Je n'attends plus que le journal annoncé. Mais je tremble que, dans la situation actuelle, les résultats possibles ne soient en disproportion absolue avec l'effort déployé...


186.—Dimanche 6 juillet.

La Voix du Peuple m'est parvenue. Je m'attendais à un grand journal, ou alors à une sorte de revue, comme il en paraìt tant à Paris une fois par semaine. Quelle déception en recevant cette mince gazette, identique par le format et l'apparence à la plus modeste des feuilles d'intérêt local qui se publient dans nos chefs-lieux de canton!
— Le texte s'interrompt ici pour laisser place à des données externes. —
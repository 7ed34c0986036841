use serde::{Deserialize, Serialize};

use crate::core::time::format_primitive;
use crate::db::types::UserRole;

#[derive(Debug, Deserialize)]
pub(crate) struct UserCreate {
    pub(crate) email: String,
    pub(crate) password: String,
    #[serde(default)]
    #[serde(alias = "fullName")]
    pub(crate) full_name: Option<String>,
}

#[derive(Debug, Deserialize)]
pub(crate) struct UserLogin {
    pub(crate) email: String,
    pub(crate) password: String,
}

#[derive(Debug, Serialize)]
pub(crate) struct UserResponse {
    pub(crate) id: String,
    pub(crate) email: String,
    pub(crate) full_name: Option<String>,
    pub(crate) role: UserRole,
    pub(crate) is_active: bool,
    pub(crate) created_at: String,
}

impl UserResponse {
    pub(crate) fn from_db(user: crate::db::models::User) -> Self {
        Self {
            id: user.id,
            email: user.email,
            full_name: user.full_name,
            role: user.role,
            is_active: user.is_active,
            created_at: format_primitive(user.created_at),
        }
    }
}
Je suis désolée. Autant vouloir placer les actions d'une maison de crédit en pleine déconfiture!


187.—Mercredi 16 juillet.

«On nous informe, de Jersey, que l'amie du général Boulanger a été atteinte d'une fluxion de poitrine. L'état de Mme de Bonnemain, après avoir inspiré d'assez vives inquiétudes aux hôtes de Saint-Brelade, est maintenant tout à fait rassurant.»

Quand cet entrefilet m'est tombé sous les yeux, cette après-midi, vite, j'ai écrit au général, le suppliant de me tranquilliser. Je venais justement d'envoyer, ce matin, mes fleurs pour la Sainte-Marguerite.